The CRC32C checksum is calculated over the protobuf message bytes using the crc32c crate. It is included in the frame and validated during both read and write operations. If the checksum does not match, the message is rejected and a CRC mismatch error is returned. This mechanism ensures message integrity and guards against data corruption or tampering during IPC communication (source).

Error Handling#

The IPC protocol provides comprehensive error handling, including:

  • Timeouts for read and write operations, implemented using Tokio's timeout function.
  • Message size validation, rejecting zero-length or oversized messages.
  • CRC mismatch detection, returning a specific error if the checksum does not match.
  • IO errors, including connection refused, permission denied, and unexpected EOF.
  • Protobuf encode/decode errors.
  • Peer connection closure detection.
  • Connection limits to prevent resource exhaustion.
  • Circuit breaker activation under attack scenarios.

Error types are mapped to descriptive variants, such as Timeout, TooLarge, CrcMismatch, Io, Decode, Encode, PeerClosed, and InvalidLength. Unknown errors are mapped to a generic InvalidMessage error with a descriptive reason (source).

Example error type:

pub enum IpcError {
    Timeout,
    TooLarge { size: usize, max_size: usize },
    CrcMismatch { expected: u32, actual: u32 },
    Io(io::Error),
    Decode(prost::DecodeError),
    Encode(String),
    PeerClosed,
    InvalidLength { length: u32 },
}

Cross-Platform Considerations#

SentinelD's IPC system is fully cross-platform:

  • On Unix-like systems (Linux, macOS), it uses Unix domain sockets with endpoint paths such as /var/run/daemoneye/procmond.sock.
  • On Windows, it uses named pipes with paths like \\.\pipe\daemoneye\procmond.
  • The API and behavior are identical across platforms, abstracted by the interprocess crate (source).
  • Security is enforced via local-only communication, permission controls (0600 for Unix sockets, user-restricted for Windows pipes), and connection limits.

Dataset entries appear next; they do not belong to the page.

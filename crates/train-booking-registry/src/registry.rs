//! Implementation of the lock-guarded booking registry

use parking_lot::Mutex;
use train_booking_core::{Booking, Config, Occupancy, Passenger};

use crate::error::BookingError;
use crate::manifest::{Manifest, Reassignment, Reservation};

/// The five booking operations, plus an occupancy snapshot
///
/// Every call observes and changes the manifest as one step: calls are
/// totally ordered, and no call sees another one half done.
pub trait Registry: Send + Sync {
    /// Seat `passenger` on the first free seat
    fn reserve(
        &self,
        passenger: Passenger,
        origin: String,
        destination: String,
    ) -> Result<Booking, BookingError>;

    /// The booking held by `contact`
    fn lookup(&self, contact: &str) -> Result<Booking, BookingError>;

    /// Passengers seated in the section labelled `section`
    fn list_by_section(&self, section: &str) -> Vec<Passenger>;

    /// Cancel the booking held by `contact`
    fn release(&self, contact: &str) -> Result<(), BookingError>;

    /// Move `contact` to `seat` in the section labelled `section`
    fn reassign_seat(
        &self,
        contact: &str,
        section: &str,
        seat: u32,
    ) -> Result<Booking, BookingError>;

    /// Roster sizes of all sections
    fn occupancy(&self) -> Vec<Occupancy>;

    /// Stop any threads owned by the registry
    fn shutdown(self: Box<Self>) {}
}

/// Registry keeping the whole manifest behind one lock
pub struct BookingRegistry {
    manifest: Mutex<Manifest>,
}

impl BookingRegistry {
    /// Create an empty [`BookingRegistry`]
    pub fn new(config: Config) -> Self {
        Self {
            manifest: Mutex::new(Manifest::new(config)),
        }
    }
}

impl Registry for BookingRegistry {
    fn reserve(
        &self,
        passenger: Passenger,
        origin: String,
        destination: String,
    ) -> Result<Booking, BookingError> {
        let contact = passenger.contact.clone();
        let result = self.manifest.lock().reserve(passenger, origin, destination);
        reserved(&contact, result)
    }

    fn lookup(&self, contact: &str) -> Result<Booking, BookingError> {
        let result = self.manifest.lock().lookup(contact);
        looked_up(contact, result)
    }

    fn list_by_section(&self, section: &str) -> Vec<Passenger> {
        let passengers = self.manifest.lock().list_by_section(section);
        listed(section, passengers)
    }

    fn release(&self, contact: &str) -> Result<(), BookingError> {
        let result = self.manifest.lock().release(contact);
        released(contact, result)
    }

    fn reassign_seat(
        &self,
        contact: &str,
        section: &str,
        seat: u32,
    ) -> Result<Booking, BookingError> {
        let result = self.manifest.lock().reassign_seat(contact, section, seat);
        reassigned(contact, result)
    }

    fn occupancy(&self) -> Vec<Occupancy> {
        self.manifest.lock().occupancy()
    }
}

// The functions below turn manifest outcomes into log events. Registries call
// them after the manifest has been let go of.

pub(crate) fn reserved(
    contact: &str,
    result: Result<Reservation, BookingError>,
) -> Result<Booking, BookingError> {
    match result {
        Ok(Reservation { booking, stale }) => {
            if let Some(stale) = stale {
                tracing::warn!(
                    contact,
                    %stale,
                    seat = %booking.assignment,
                    "booking overwritten, old roster entry left behind"
                );
            }
            tracing::info!(contact, seat = %booking.assignment, "seat reserved");
            Ok(booking)
        }
        Err(err) => {
            match &err {
                BookingError::Capacity => tracing::warn!(contact, "train is full"),
                _ => tracing::info!(contact, %err, "reservation refused"),
            }
            Err(err)
        }
    }
}

pub(crate) fn looked_up(
    contact: &str,
    result: Result<Booking, BookingError>,
) -> Result<Booking, BookingError> {
    tracing::debug!(contact, found = result.is_ok(), "booking lookup");
    result
}

pub(crate) fn listed(section: &str, passengers: Vec<Passenger>) -> Vec<Passenger> {
    tracing::debug!(section, count = passengers.len(), "section listed");
    passengers
}

pub(crate) fn released(
    contact: &str,
    result: Result<Booking, BookingError>,
) -> Result<(), BookingError> {
    match result {
        Ok(booking) => {
            tracing::info!(contact, seat = %booking.assignment, "booking released");
            Ok(())
        }
        Err(err) => {
            tracing::debug!(contact, %err, "release refused");
            Err(err)
        }
    }
}

pub(crate) fn reassigned(
    contact: &str,
    result: Result<Reassignment, BookingError>,
) -> Result<Booking, BookingError> {
    match result {
        Ok(Reassignment {
            booking,
            previous,
            shared_with,
            over_capacity,
        }) => {
            let seat = booking.assignment;
            if let Some(holder) = shared_with {
                tracing::warn!(contact, %seat, holder = %holder, "seat now shared by two passengers");
            }
            if over_capacity {
                tracing::warn!(contact, section = %seat.section, "section over capacity");
            }
            tracing::info!(contact, %previous, %seat, "seat reassigned");
            Ok(booking)
        }
        Err(err) => {
            tracing::info!(contact, %err, "reassignment refused");
            Err(err)
        }
    }
}
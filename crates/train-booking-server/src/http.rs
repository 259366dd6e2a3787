//! 🏗 HTTP request implementation

use std::io;
use std::io::{Read, Write};

use tiny_http::{Header, Response};
use train_booking_core::{ErrorStatus, RequestKind};
use uuid::Uuid;

/// Length of any hyphenated UUID
const UUID_LEN: usize = b"a1a2a3a4-b1b2-c1c2-d1d2-d3d4d5d6d7d8".len();

/// Answer for unknown paths
const ROUTES: &str = "🚆 could not find the service you are looking for!

Valid requests are:
  POST /api/bookings
  POST /api/bookings/lookup
  POST /api/bookings/release
  POST /api/bookings/reassign
  POST /api/sections/list
  GET  /api/debug(.*)
  POST /api/debug(.*)";

struct HTTPRequest(tiny_http::Request);

impl train_booking_core::RawRequest for HTTPRequest {
    fn url(&self) -> &str {
        self.0.url()
    }

    fn method(&self) -> train_booking_core::RequestMethod {
        match self.0.method() {
            tiny_http::Method::Get => train_booking_core::RequestMethod::Get,
            tiny_http::Method::Post => train_booking_core::RequestMethod::Post,
            _ => unreachable!(),
        }
    }

    fn read_bytes(&mut self) -> io::Result<Vec<u8>> {
        let mut buf = Vec::with_capacity(self.0.body_length().unwrap_or(0));
        self.0.as_reader().read_to_end(&mut buf)?;
        Ok(buf)
    }

    fn read_string(&mut self) -> io::Result<String> {
        let mut s = String::with_capacity(self.0.body_length().unwrap_or(0));
        self.0.as_reader().read_to_string(&mut s)?;
        Ok(s)
    }

    fn respond_with_err(self: Box<Self>, status: ErrorStatus, err: String, id: Uuid) {
        self.respond(
            Response::from_string(err).with_status_code(status.code()),
            id,
        )
    }

    fn respond_with_json(self: Box<Self>, body: String, id: Uuid) {
        let mut res = Response::from_string(body).with_status_code(200);
        res.add_header(header(b"Content-Type", b"application/json"));
        self.respond(res, id)
    }

    fn respond_with_string(self: Box<Self>, s: String, id: Uuid) {
        self.respond(Response::from_string(s).with_status_code(200), id)
    }

    fn respond_with_empty(self: Box<Self>, id: Uuid) {
        self.respond(Response::empty(204), id)
    }
}

impl HTTPRequest {
    /// Add HTTP headers (CORS, X-Request-Id) to `res` and send it
    fn respond<R: Read>(self, mut res: Response<R>, id: Uuid) {
        add_response_cors_headers(&mut res);

        let mut rid = Vec::<u8>::with_capacity(UUID_LEN);
        write!(&mut rid, "{}", id.hyphenated()).expect("writing to a Vec cannot fail");
        res.add_header(header(b"X-Request-Id", &rid));

        send(self.0, res);
    }
}

/// Send `res`, logging clients that hung up
fn send<R: Read>(rq: tiny_http::Request, res: Response<R>) {
    if let Err(err) = rq.respond(res) {
        tracing::warn!(%err, "HTTP response failed");
    }
}

/// Build a header from static ASCII parts
fn header(field: &[u8], value: &[u8]) -> Header {
    Header::from_bytes(field, value).expect("header parts are valid ASCII")
}

/// Parse the given HTTP request
///
/// If [`None`] is returned, the request was already answered with a
/// corresponding error message.
pub fn parse(rq: tiny_http::Request) -> Option<train_booking_core::Request> {
    use tiny_http::Method::*;

    let kind = match (rq.method(), rq.url()) {
        (Options, _) => {
            let mut res = Response::empty(204);
            add_response_cors_headers(&mut res);
            send(rq, res);
            return None;
        }
        (Post, "/api/bookings") => RequestKind::Reserve,
        (Post, "/api/bookings/lookup") => RequestKind::Lookup,
        (Post, "/api/bookings/release") => RequestKind::Release,
        (Post, "/api/bookings/reassign") => RequestKind::ReassignSeat,
        (Post, "/api/sections/list") => RequestKind::ListBySection,
        (Get, url) | (Post, url) => {
            if url.starts_with("/api/debug") {
                RequestKind::Debug
            } else {
                let mut res = Response::from_string(ROUTES).with_status_code(404);
                add_response_cors_headers(&mut res);
                send(rq, res);
                return None;
            }
        }
        _ => {
            let mut res = Response::empty(405);
            add_response_cors_headers(&mut res);
            send(rq, res);
            return None;
        }
    };

    let id = rq
        .headers()
        .iter()
        .find(|hdr| hdr.field.equiv("x-request-id"))
        .and_then(|hdr| Uuid::parse_str(hdr.value.as_str()).ok())
        .unwrap_or_else(Uuid::new_v4);
    tracing::trace!(?kind, %id, url = rq.url(), "request received");

    Some(train_booking_core::Request::from_raw(
        kind,
        id,
        Box::new(HTTPRequest(rq)),
    ))
}

/// Add CORS headers to `res`
fn add_response_cors_headers<R: Read>(res: &mut Response<R>) {
    res.add_header(header(b"Access-Control-Request-Method", b"*"));
    res.add_header(header(b"Access-Control-Allow-Origin", b"*"));
    res.add_header(header(b"Access-Control-Allow-Headers", b"*"));
    res.add_header(header(b"Access-Control-Expose-Headers", b"*"));
}
use eyre::Result;
use train_booking_core::{Booking, Passenger, SEAT_CAPACITY};
use train_booking_tests::TestCtx;

pub const ORIGIN: &str = "London";
pub const DESTINATION: &str = "France";

#[allow(unused)]
pub fn john() -> Passenger {
    Passenger::new("John", "Doe", "john.doe@example.com")
}

#[allow(unused)]
pub fn jane() -> Passenger {
    Passenger::new("Jane", "Smith", "jane.smith@example.com")
}

/// The `i`th passenger of a numbered crowd
#[allow(unused)]
pub fn numbered(i: u32) -> Passenger {
    Passenger::new(format!("First{i}"), format!("Last{i}"), format!("p{i}@example.com"))
}

/// Reserves seats for `count` numbered passengers, in order.
#[allow(unused)]
pub async fn fill(ctx: &TestCtx, count: u32) -> Result<Vec<Booking>> {
    let mut bookings = Vec::with_capacity(count as usize);
    for i in 0..count {
        let booking = ctx
            .api
            .reserve(&numbered(i), ORIGIN, DESTINATION)
            .await?
            .result?;
        bookings.push(booking);
    }
    Ok(bookings)
}

/// Roster sizes of all sections, checked against their capacity.
#[allow(unused)]
pub async fn occupied(ctx: &TestCtx) -> Result<Vec<u32>> {
    let occupancy = ctx.api.occupancy().await?.result?;
    for section in &occupancy {
        assert_eq!(
            section.capacity, SEAT_CAPACITY,
            "Every section has {SEAT_CAPACITY} seats."
        );
    }
    Ok(occupancy.iter().map(|section| section.occupied).collect())
}

/// Contact addresses of `passengers`.
#[allow(unused)]
pub fn contacts(passengers: &[Passenger]) -> Vec<&str> {
    passengers
        .iter()
        .map(|passenger| passenger.contact.as_str())
        .collect()
}
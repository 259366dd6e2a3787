//! :train: The seat booking registry of a single train.
//!
//! The [manifest] holds the bookings and section rosters. It is served either
//! behind one lock by the [registry] or by a single worker thread in [serial]
//! mode. The [dispatcher] decodes requests and hands them to whichever is
//! running.

#![allow(rustdoc::private_intra_doc_links)]
use train_booking_core::Config;

mod dispatcher;
mod error;
mod manifest;
mod registry;
mod serial;

pub use dispatcher::Dispatcher;
pub use error::BookingError;
pub use manifest::{Manifest, Reassignment, Reservation};
pub use registry::{BookingRegistry, Registry};
pub use serial::SerialRegistry;

/// Entrypoint of the booking system
///
/// Constructs a dispatcher which is served requests by the surrounding
/// infrastructure.
pub fn launch(config: &Config) -> Dispatcher {
    tracing::info!(
        serial = config.serial,
        duplicate_reserve = ?config.duplicate_reserve,
        reassign = ?config.reassign,
        "launching booking registry"
    );

    if config.serial {
        return Dispatcher::new(Box::new(SerialRegistry::spawn(*config)));
    }

    Dispatcher::new(Box::new(BookingRegistry::new(*config)))
}
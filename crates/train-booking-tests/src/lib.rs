use eyre::Result;
use train_booking_core::{is_truthy, Config, DuplicateReservePolicy, ReassignPolicy};

mod api;
pub use api::{random_passenger, Api, ApiError, ApiResponse};

/// Whether the environment variable `name` is set to a truthy value
fn env_flag(name: &str) -> Option<bool> {
    std::env::var_os(name).map(|v| is_truthy(&v))
}

pub struct TestCtxBuilder {
    /// Whether to run the registry on a single worker thread
    pub serial: bool,
    /// Count of dispatcher threads
    pub dispatcher_threads: u16,
    /// Behaviour of duplicate reservations
    pub duplicate_reserve: DuplicateReservePolicy,
    /// Checks applied to seat changes
    pub reassign: ReassignPolicy,
}

impl TestCtxBuilder {
    /// Create a test context builder initialized with environment defaults
    ///
    /// `TRAIN_BOOKING_SERIAL` selects the single-threaded registry.
    pub fn from_env() -> Result<Self> {
        Ok(TestCtxBuilder {
            serial: env_flag("TRAIN_BOOKING_SERIAL").unwrap_or(false),
            dispatcher_threads: 2,
            duplicate_reserve: DuplicateReservePolicy::Overwrite,
            reassign: ReassignPolicy::Unchecked,
        })
    }

    /// Set the number of dispatcher threads to use
    pub fn with_dispatcher_threads(mut self, threads: u16) -> Self {
        assert_ne!(threads, 0);
        self.dispatcher_threads = threads;
        self
    }

    /// Run the registry on a single worker thread
    pub fn serial(mut self) -> Self {
        self.serial = true;
        self
    }

    /// Refuse reservations for contacts that already hold a booking
    pub fn reject_duplicates(mut self) -> Self {
        self.duplicate_reserve = DuplicateReservePolicy::Reject;
        self
    }

    /// Check seat, occupancy and capacity when reassigning
    pub fn validate_reassign(mut self) -> Self {
        self.reassign = ReassignPolicy::Validated;
        self
    }

    /// Get the [`train_booking_core::Config`] for launching the booking system
    fn config(&self) -> Config {
        Config {
            duplicate_reserve: self.duplicate_reserve,
            reassign: self.reassign,
            serial: self.serial,
        }
    }

    /// Build the test context
    pub async fn build(self) -> Result<TestCtx> {
        let config = self.config();
        let (dispatcher, api) = api::mock::start(self.dispatcher_threads, config).await;

        Ok(TestCtx {
            api,
            dispatcher,
            config,
            drop_bomb: DropBomb,
        })
    }
}

/// Test context
pub struct TestCtx {
    /// API allowing to interact with the booking system
    pub api: Api,
    dispatcher: api::mock::MockDispatcher,
    /// Configuration the booking system was launched with
    pub config: Config,

    drop_bomb: DropBomb,
}

impl TestCtx {
    /// Shut down the booking system and finish the test
    pub async fn finish(self) {
        std::mem::forget(self.drop_bomb);
        drop(self.api);
        self.dispatcher.shutdown().await
    }
}

struct DropBomb;

impl Drop for DropBomb {
    fn drop(&mut self) {
        eprintln!("@TestAuthor: You should call `ctx.finish().await` to shut the booking system down");
    }
}
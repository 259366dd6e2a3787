use std::collections::HashSet;

use eyre::Result;
use futures::future::join_all;
use train_booking_core::{SeatAssignment, Section};
use train_booking_tests::{random_passenger, TestCtxBuilder};
use util::{fill, numbered, occupied, DESTINATION, ORIGIN};

mod util;

/// Section A fills up in order, then B takes over.
async fn overflow_into_b(builder: TestCtxBuilder) -> Result<()> {
    let ctx = builder.build().await?;

    let bookings = fill(&ctx, 51).await?;
    for (i, booking) in bookings[..50].iter().enumerate() {
        assert_eq!(
            booking.assignment,
            SeatAssignment {
                section: Section::A,
                seat: i as u32 + 1
            },
            "Passenger {i} must sit in A in reservation order."
        );
    }
    assert_eq!(
        bookings[50].assignment,
        SeatAssignment {
            section: Section::B,
            seat: 1
        },
        "The 51st passenger must get seat B1."
    );
    assert_eq!(occupied(&ctx).await?, [50, 1]);

    ctx.finish().await;
    Ok(())
}

#[tokio::test]
#[ntest::timeout(20_000)]
async fn test_overflow_into_b() -> Result<()> {
    overflow_into_b(TestCtxBuilder::from_env()?).await
}

#[tokio::test]
#[ntest::timeout(20_000)]
async fn test_overflow_into_b_serial() -> Result<()> {
    overflow_into_b(TestCtxBuilder::from_env()?.serial()).await
}

/// A full train refuses the next passenger and stays as it was.
async fn full_train(builder: TestCtxBuilder) -> Result<()> {
    let ctx = builder.build().await?;

    fill(&ctx, 100).await?;
    assert_eq!(occupied(&ctx).await?, [50, 50]);

    let refused = ctx
        .api
        .reserve(&numbered(100), ORIGIN, DESTINATION)
        .await?;
    assert_eq!(refused.status()?, 409, "The 101st passenger must be refused.");
    assert_eq!(refused.result.unwrap_err().msg, "train is full");

    assert_eq!(occupied(&ctx).await?, [50, 50]);
    assert_eq!(ctx.api.lookup(&numbered(100).contact).await?.status()?, 404);
    assert_eq!(ctx.api.list_by_section("A").await?.result?.len(), 50);
    assert_eq!(ctx.api.list_by_section("B").await?.result?.len(), 50);

    // A released seat can be booked again.
    ctx.api.release(&numbered(7).contact).await?.result?;
    let booking = ctx
        .api
        .reserve(&numbered(100), ORIGIN, DESTINATION)
        .await?
        .result?;
    assert_eq!(booking.assignment.section, Section::A);
    assert_eq!(occupied(&ctx).await?, [50, 50]);

    ctx.finish().await;
    Ok(())
}

#[tokio::test]
#[ntest::timeout(20_000)]
async fn test_full_train() -> Result<()> {
    full_train(TestCtxBuilder::from_env()?).await
}

#[tokio::test]
#[ntest::timeout(20_000)]
async fn test_full_train_serial() -> Result<()> {
    full_train(TestCtxBuilder::from_env()?.serial()).await
}

/// Many passengers book at once: exactly 100 get a seat, no seat twice.
async fn concurrent_reservations(builder: TestCtxBuilder) -> Result<()> {
    let ctx = builder.with_dispatcher_threads(8).build().await?;

    let requests = (0..150).map(|_| {
        let api = ctx.api.clone();
        async move {
            let passenger = random_passenger();
            api.reserve(&passenger, ORIGIN, DESTINATION).await
        }
    });
    let responses = join_all(requests).await;

    let mut seats = HashSet::new();
    let mut refused = 0;
    for response in responses {
        let response = response?;
        match response.result {
            Ok(booking) => assert!(
                seats.insert(booking.assignment),
                "Seat {} was handed out twice.",
                booking.assignment
            ),
            Err(err) => {
                assert_eq!(err.status, 409, "Only a full train may refuse: {err}");
                refused += 1;
            }
        }
    }
    assert_eq!(seats.len(), 100, "Every seat must be handed out.");
    assert_eq!(refused, 50);
    assert_eq!(occupied(&ctx).await?, [50, 50]);

    ctx.finish().await;
    Ok(())
}

#[tokio::test]
#[ntest::timeout(30_000)]
async fn test_concurrent_reservations() -> Result<()> {
    concurrent_reservations(TestCtxBuilder::from_env()?).await
}

#[tokio::test]
#[ntest::timeout(30_000)]
async fn test_concurrent_reservations_serial() -> Result<()> {
    concurrent_reservations(TestCtxBuilder::from_env()?.serial()).await
}
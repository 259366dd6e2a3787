//! Implementation of the request dispatcher
use serde::Serialize;
use train_booking_core::{
    ContactRequest, ErrorStatus, ReassignRequest, Request, RequestHandler, RequestKind,
    ReserveRequest, SectionRequest,
};

use crate::error::BookingError;
use crate::registry::Registry;

/// Dispatcher decoding requests and handing them to the registry
///
/// ⚠️ This struct implements the [`RequestHandler`] trait and is exposed from
/// the crate root, to be served by the HTTP server and the test harness.
pub struct Dispatcher {
    registry: Box<dyn Registry>,
}

impl Dispatcher {
    /// Create a new [`Dispatcher`]
    pub fn new(registry: Box<dyn Registry>) -> Self {
        Self { registry }
    }
}

/// Answer `rq` with `result`
fn reply<T: Serialize>(rq: Request, result: Result<T, BookingError>) {
    match result {
        Ok(value) => rq.respond_with_json(&value),
        Err(err) => rq.respond_with_err(err.status(), err.to_string()),
    }
}

impl RequestHandler for Dispatcher {
    fn handle(&self, mut rq: Request) {
        match rq.kind() {
            RequestKind::Reserve => match rq.read_json::<ReserveRequest>() {
                Some(ReserveRequest {
                    passenger,
                    origin,
                    destination,
                }) => {
                    let result = self.registry.reserve(passenger, origin, destination);
                    reply(rq, result);
                }
                None => rq.respond_with_err(
                    ErrorStatus::BadRequest,
                    "No passenger and route provided!",
                ),
            },
            RequestKind::Lookup => match rq.read_json::<ContactRequest>() {
                Some(ContactRequest { contact }) => {
                    let result = self.registry.lookup(&contact);
                    reply(rq, result);
                }
                None => rq.respond_with_err(ErrorStatus::BadRequest, "No contact provided!"),
            },
            RequestKind::ListBySection => match rq.read_json::<SectionRequest>() {
                Some(SectionRequest { section }) => {
                    let passengers = self.registry.list_by_section(&section);
                    rq.respond_with_json(&passengers);
                }
                None => rq.respond_with_err(ErrorStatus::BadRequest, "No section provided!"),
            },
            RequestKind::Release => match rq.read_json::<ContactRequest>() {
                Some(ContactRequest { contact }) => match self.registry.release(&contact) {
                    Ok(()) => rq.respond_with_empty(),
                    Err(err) => rq.respond_with_err(err.status(), err.to_string()),
                },
                None => rq.respond_with_err(ErrorStatus::BadRequest, "No contact provided!"),
            },
            RequestKind::ReassignSeat => match rq.read_json::<ReassignRequest>() {
                Some(ReassignRequest {
                    contact,
                    new_section,
                    new_seat,
                }) => {
                    let result = self.registry.reassign_seat(&contact, &new_section, new_seat);
                    reply(rq, result);
                }
                None => rq.respond_with_err(
                    ErrorStatus::BadRequest,
                    "No contact and new seat provided!",
                ),
            },
            RequestKind::Debug => {
                if rq.url().ends_with("/occupancy") {
                    let occupancy = self.registry.occupancy();
                    rq.respond_with_json(&occupancy);
                } else {
                    rq.respond_with_string("Happy Debugging! 🚫🐛");
                }
            }
        }
    }

    fn shutdown(self) {
        self.registry.shutdown();
    }
}
//! Server settings: defaults, then `train-booking.toml`, then environment

use std::io::ErrorKind;
use std::path::{Path, PathBuf};

use eyre::{Result, WrapErr};
use serde::Deserialize;
use train_booking_core::{is_truthy, Config, DuplicateReservePolicy, ReassignPolicy};

/// Name of the settings file looked up from the working directory upwards
const SETTINGS_FILE: &str = "train-booking.toml";

/// Settings of the server process
#[derive(Clone, Deserialize, Debug, PartialEq, Eq)]
#[serde(rename_all = "kebab-case", default, deny_unknown_fields)]
pub struct Settings {
    /// Address for the HTTP server to listen on
    pub host: String,
    /// Port for the HTTP server to listen on
    pub port: u16,
    /// Number of threads accepting HTTP requests
    pub worker_threads: u32,

    /// Run the registry on a single worker thread
    pub serial: bool,
    /// Refuse reservations for contacts that already hold a booking
    pub reject_duplicates: bool,
    /// Check seat, occupancy and capacity when reassigning
    pub validate_reassign: bool,
}

impl Default for Settings {
    fn default() -> Self {
        Self {
            host: String::from("127.0.0.1"),
            port: 8111,
            worker_threads: 64,
            serial: false,
            reject_duplicates: false,
            validate_reassign: false,
        }
    }
}

impl Settings {
    /// Load settings from `path`, or from the nearest `train-booking.toml`
    ///
    /// An explicit `path` must exist. Without one, a missing file just means
    /// defaults. Environment overrides are applied on top in both cases.
    pub fn load(path: Option<&Path>) -> Result<Self> {
        let contents = match path {
            Some(path) => Some(
                std::fs::read_to_string(path)
                    .wrap_err_with(|| format!("could not read {}", path.display()))?,
            ),
            None => find_settings_file()?,
        };

        let mut settings = match contents {
            Some(contents) => Self::parse(&contents)?,
            None => Self::default(),
        };
        settings.apply_env();
        Ok(settings)
    }

    fn parse(contents: &str) -> Result<Self> {
        toml::from_str(contents).wrap_err("invalid settings file")
    }

    /// Apply `TRAIN_BOOKING_SERIAL` and `TRAIN_BOOKING_STRICT`
    fn apply_env(&mut self) {
        if let Some(v) = std::env::var_os("TRAIN_BOOKING_SERIAL") {
            self.serial = is_truthy(&v);
        }
        if let Some(v) = std::env::var_os("TRAIN_BOOKING_STRICT") {
            let strict = is_truthy(&v);
            self.reject_duplicates = strict;
            self.validate_reassign = strict;
        }
    }

    /// Configuration of the booking system
    pub fn config(&self) -> Config {
        Config {
            duplicate_reserve: if self.reject_duplicates {
                DuplicateReservePolicy::Reject
            } else {
                DuplicateReservePolicy::Overwrite
            },
            reassign: if self.validate_reassign {
                ReassignPolicy::Validated
            } else {
                ReassignPolicy::Unchecked
            },
            serial: self.serial,
        }
    }
}

/// Walk up from the working directory looking for [`SETTINGS_FILE`]
fn find_settings_file() -> Result<Option<String>> {
    let mut path: PathBuf = std::env::current_dir()?;
    loop {
        path.push(SETTINGS_FILE);

        match std::fs::read_to_string(&path) {
            Ok(s) => {
                tracing::info!(path = %path.display(), "using settings file");
                return Ok(Some(s));
            }
            Err(e) if e.kind() == ErrorKind::NotFound => {}
            Err(e) => return Err(e).wrap_err_with(|| format!("could not read {}", path.display())),
        }

        path.pop();
        if !path.pop() {
            return Ok(None);
        }
    }
}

IPC configuration is managed via the IpcConfig structure, which includes parameters for endpoint path, maximum frame size, read/write timeouts, maximum connections, and CRC32 variant (source).

Example configuration:

pub struct IpcConfig {
    pub endpoint_path: String,
    pub max_frame_bytes: usize,
    pub read_timeout_ms: u64,
    pub write_timeout_ms: u64,
    pub max_connections: usize,
    pub crc32_variant: Crc32Variant,
}

Removal of Legacy IPC Code and Configuration#

The migration to the interprocess crate was accompanied by a thorough removal of all legacy IPC code and configuration (source). This included:

  • Deleting obsolete binary targets, feature flags, and build scripts.
  • Refactoring Cargo.toml and project structure.
  • Updating documentation to reflect only the new IPC protocol.
  • Removing all references to older IPC mechanisms from the codebase and configuration files.

The codebase now exclusively supports the interprocess-based IPC protocol, with no legacy IPC code remaining.